• Le hasard

    Le hasard

     

     "Les hommes supposent communément que toutes les choses de la nature agissent, comme eux-mêmes, en vue d’une fin… Si par exemple une pierre est tombée d’un toit sur la tête de quelqu’un et l’a tué, voici la manière dont ils démontreront que la pierre est tombée pour tuer cet homme. Si elle n’est pas tombée à cette fin , par la volonté de Dieu, comment tant de circonstances ont-elles pu se trouver par chance réunies? Peut-être répondez-vous que cela est arrivé parce que le vent soufflait par là et que l’homme passait par là. Mais, insisteront-ils, pourquoi le vent a-t-il soufflé à ce moment? Pourquoi l’homme passait-il par là à ce même moment? Si vous répondez encore: le vent s’est levé parce que la mer, le jour avant, avait commencé à s’agiter, l’homme avait été invité par un ami, alors ils insisteront encore, car ils n’en finissent pas de questionner: pourquoi donc la mer était-elle agitée? Pourquoi l’homme a t-il été invité à ce moment? Et ils continueront ainsi de vous interroger sans relâche, sur les causes, jusqu’à ce que vous vous soyez réfugiés dans la volonté de Dieu, cet asile d’ignorance". (Spinoza)

    De manière générale, on est spontanément méfiant envers ce qui n'a pas d'explication, envers ce qui échappe à toute connaissance quant à ce qui en est la cause. De fait, lorsque le comment échappe à l'investigation, on a tendance à se réfugier dans le pourquoi. Le pourquoi, en vue de quoi, de quelle finalité, mais aussi le pourquoi, au sens de savoir quelle est la cause qui a déterminé ce qui est, comme on le voit bien dans l'exemple de Spinoza. Lorsqu'on n'en trouve pas, on se réfugie dans la finalité. Ce qui est apparu a nécessairement un sens, sinon pourquoi cela serait-il ? Mais pour l'instant, on ne le connait pas, ce qui cause de la frustration.

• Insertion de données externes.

//! Entry selection shared by every bulk command.
//!
//! A selector names a working set of entries one of five ways: explicit
//! IDs, a CSV column, a tag, a category, or an owner. Commands resolve it
//! to entry IDs or full entry objects up front, then loop.

use anyhow::{bail, Context, Result};
use log::warn;
use std::path::{Path, PathBuf};

use crate::api::client::as_fault;
use crate::api::{EntryFilter, MediaEntry, PlatformClient};

#[derive(Debug, Clone, PartialEq)]
pub enum Selector {
    /// Explicit entry IDs.
    Ids(Vec<String>),
    /// IDs read from one column of a CSV file.
    Csv { path: PathBuf, column: String },
    /// Entries whose tags contain this string.
    Tag(String),
    /// Entries published in this category (optionally any descendant).
    Category {
        id: String,
        include_descendants: bool,
    },
    /// Entries owned by this user.
    Owner(String),
}

/// Split a comma-delimited ID list, dropping empties.
pub fn split_ids(raw: &str) -> Vec<String> {
    raw.split(',')
        .map(|s| s.trim().to_string())
        .filter(|s| !s.is_empty())
        .collect()
}

/// Normalize a CSV header cell: strip BOM, whitespace, surrounding quotes.
pub fn normalize_header(raw: &str) -> String {
    raw.trim_start_matches('\u{feff}')
        .trim()
        .trim_matches('"')
        .trim()
        .to_string()
}

/// Read the non-empty values of one column from a CSV file.
pub fn column_from_csv(path: &Path, column: &str) -> Result<Vec<String>> {
    let mut reader = csv::Reader::from_path(path)
        .with_context(|| format!("Failed to open CSV: {:?}", path))?;

    let headers: Vec<String> = reader
        .headers()
        .context("CSV file has no header row")?
        .iter()
        .map(normalize_header)
        .collect();

    let index = headers
        .iter()
        .position(|h| h == column)
        .with_context(|| {
            format!(
                "Column '{}' not found in {:?} (headers: {})",
                column,
                path,
                headers.join(", ")
            )
        })?;

    let mut values = Vec::new();
    for record in reader.records() {
        let record = record?;
        if let Some(value) = record.get(index) {
            let value = value.trim();
            if !value.is_empty() {
                values.push(value.to_string());
            }
        }
    }
    Ok(values)
}

impl Selector {
    /// Short description for confirmation messages.
    pub fn describe(&self) -> String {
        match self {
            Selector::Ids(ids) => format!("{} listed entries", ids.len()),
            Selector::Csv { path, column } => {
                format!("entries from column '{}' of {:?}", column, path)
            }
            Selector::Tag(tag) => format!("entries tagged '{}'", tag),
            Selector::Category { id, .. } => format!("entries in category {}", id),
            Selector::Owner(owner) => format!("entries owned by '{}'", owner),
        }
    }

    fn to_filter(&self) -> Option<EntryFilter> {
        match self {
            Selector::Tag(tag) => Some(EntryFilter {
                tags_like: Some(tag.clone()),
                ..Default::default()
            }),
            Selector::Category {
                id,
                include_descendants,
            } => Some(if *include_descendants {
                EntryFilter {
                    category_ancestor_id_in: Some(id.clone()),
                    ..Default::default()
                }
            } else {
                EntryFilter {
                    categories_ids_match_or: Some(id.clone()),
                    ..Default::default()
                }
            }),
            Selector::Owner(owner) => Some(EntryFilter {
                user_id_equal: Some(owner.clone()),
                ..Default::default()
            }),
            Selector::Ids(_) | Selector::Csv { .. } => None,
        }
    }

    /// Resolve to bare entry IDs without hitting the entry objects.
    pub async fn resolve_ids(&self, client: &PlatformClient) -> Result<Vec<String>> {
        match self {
            Selector::Ids(ids) => Ok(ids.clone()),
            Selector::Csv { path, column } => column_from_csv(path, column),
            _ => Ok(self
                .resolve_entries(client)
                .await?
                .into_iter()
                .map(|e| e.id)
                .collect()),
        }
    }

    /// Resolve to full entry objects. Listed IDs that cannot be fetched
    /// are warned about and skipped, matching interactive expectations.
    pub async fn resolve_entries(&self, client: &PlatformClient) -> Result<Vec<MediaEntry>> {
        if let Some(filter) = self.to_filter() {
            return client.media().list_base(&filter, 500, None).await;
        }

        let ids = match self {
            Selector::Ids(ids) => ids.clone(),
            Selector::Csv { path, column } => column_from_csv(path, column)?,
            _ => unreachable!("filter selectors handled above"),
        };

        let mut entries = Vec::with_capacity(ids.len());
        for id in &ids {
            match client.media().get_base(id).await {
                Ok(entry) => entries.push(entry),
                Err(err) if as_fault(&err).is_some_and(|f| f.is_not_found()) => {
                    warn!("Entry {} not found, skipping", id);
                    println!("⚠ Entry {} not found or not accessible.", id);
                }
                Err(err) => return Err(err),
            }
        }
        Ok(entries)
    }
}

/// Build a selector from mutually exclusive CLI options.
pub fn from_options(
    entry_ids: Option<String>,
    input_csv: Option<PathBuf>,
    csv_column: Option<String>,
    tag: Option<String>,
    category: Option<String>,
    include_descendants: bool,
    owner: Option<String>,
) -> Result<Selector> {
    let mut chosen = Vec::new();
    if entry_ids.is_some() {
        chosen.push("--entry-ids");
    }
    if input_csv.is_some() {
        chosen.push("--input-csv");
    }
    if tag.is_some() {
        chosen.push("--tag");
    }
    if category.is_some() {
        chosen.push("--category");
    }
    if owner.is_some() {
        chosen.push("--owner");
    }

    match chosen.len() {
        0 => bail!("Select entries with one of --entry-ids, --input-csv, --tag, --category, --owner"),
        1 => {}
        _ => bail!("Options {} are mutually exclusive", chosen.join(", ")),
    }

    if let Some(raw) = entry_ids {
        let ids = split_ids(&raw);
        if ids.is_empty() {
            bail!("No valid entry IDs provided");
        }
        return Ok(Selector::Ids(ids));
    }
    if let Some(path) = input_csv {
        let column = csv_column.unwrap_or_else(|| "entry_id".to_string());
        return Ok(Selector::Csv { path, column });
    }
    if let Some(tag) = tag {
        return Ok(Selector::Tag(tag));
    }
    if let Some(id) = category {
        return Ok(Selector::Category {
            id,
            include_descendants,
        });
    }
    Ok(Selector::Owner(owner.expect("owner is the only option left")))
}

#[cfg(test)]
mod tests {
    use super::*;
    use std::io::Write;

    #[test]
    fn test_split_ids() {
        assert_eq!(split_ids("0_a, 0_b ,,0_c,"), vec!["0_a", "0_b", "0_c"]);
        assert!(split_ids(" , ").is_empty());
    }

    #[test]
    fn test_normalize_header() {
        assert_eq!(normalize_header("\u{feff}entry_id"), "entry_id");
        assert_eq!(normalize_header(" \"Entry ID\" "), "Entry ID");
    }

    #[test]
    fn test_column_from_csv() {
        let dir = tempfile::tempdir().unwrap();
        let path = dir.path().join("input.csv");
        let mut file = std::fs::File::create(&path).unwrap();
        writeln!(file, "\u{feff}\"entry_id\",title").unwrap();
        writeln!(file, "0_a,First").unwrap();
        writeln!(file, " ,Blank").unwrap();
        writeln!(file, "0_b,Second").unwrap();
        drop(file);

        let ids = column_from_csv(&path, "entry_id").unwrap();
        assert_eq!(ids, vec!["0_a", "0_b"]);

        let err = column_from_csv(&path, "missing").unwrap_err();
        assert!(err.to_string().contains("missing"));
    }

    #[test]
    fn test_from_options_requires_exactly_one() {
        assert!(from_options(None, None, None, None, None, false, None).is_err());
        assert!(from_options(
            Some("0_a".into()),
            None,
            None,
            Some("tag".into()),
            None,
            false,
            None
        )
        .is_err());

        let selector = from_options(None, None, None, None, Some("123".into()), true, None)
            .unwrap();
        assert_eq!(
            selector,
            Selector::Category {
                id: "123".into(),
                include_descendants: true
            }
        );
    }

    #[test]
    fn test_empty_id_list_rejected() {
        assert!(from_options(Some(" , ".into()), None, None, None, None, false, None).is_err());
    }
}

    Le scientisme, mouvement apparu au XIXe siècle, postule qu'il n'y a pas de phénomène sans cause. Les causes et les conséquences s'emboitent, de sorte qui rien n'est sans cause et donc rien n'est sans explication. Eliminer de la sorte le hasard signifie que tout serait prévisible, mais nous savons que ce ne sera jamais le cas. Ni l'être humain, ni le monde ne sont des machines réglées comme des horloges. Il restera toujours une part de hasard et donc l'irritante  présence de l'asile d'ignorance continuera d'imposer sa lourde insignifiance à notre esprit. Tout ce qui est ne résulte pas exclusivement de mécanismes et donc il faut accepter que se produise des phénomènes aléatoires (relevant du seul hasard). A tout le moins, quand le phénomène n'est pas totalement prédictible, on cherche à s'en remettre à des calculs de probabilité, en se fondant notamment sur des statistiques, ce qui revient à accepter l'existence du hasard.

    On parle aussi de hasard lorsque 2 ou plusieurs séries causales indépendantes, produisent un effet inattendu (le passant, qui ne faisait qu'aller vers une destination, qui reçoit une tuile sur la tête, qui est tombée précisément à ce moment-là car une série de causes l'a fait se détacher du toit à tel moment et non à un autre); on parle aussi d'effet papillon (une cause minime rejoignant fortuitement d'autres causes minimes donne des effets considérables et tout-à-fait inattendus). Le piéton qui voit l'affiche d'un journal et qui, sans qu'il n'en avait l'intention en sortant de chez lui, décide d'acheter le journal en question. Il prend, à la suite d'un autre client, un billet de loto...qui va s'avérer gagnant.

    On voit d'une part que tout n'est pas qu'affaire de déterminisme et d'autre part que le résultat, parfois surprenant, ne dépend d'aucune intention initiale. L'imprévu existe et c'est ce que l'on nomme hasard.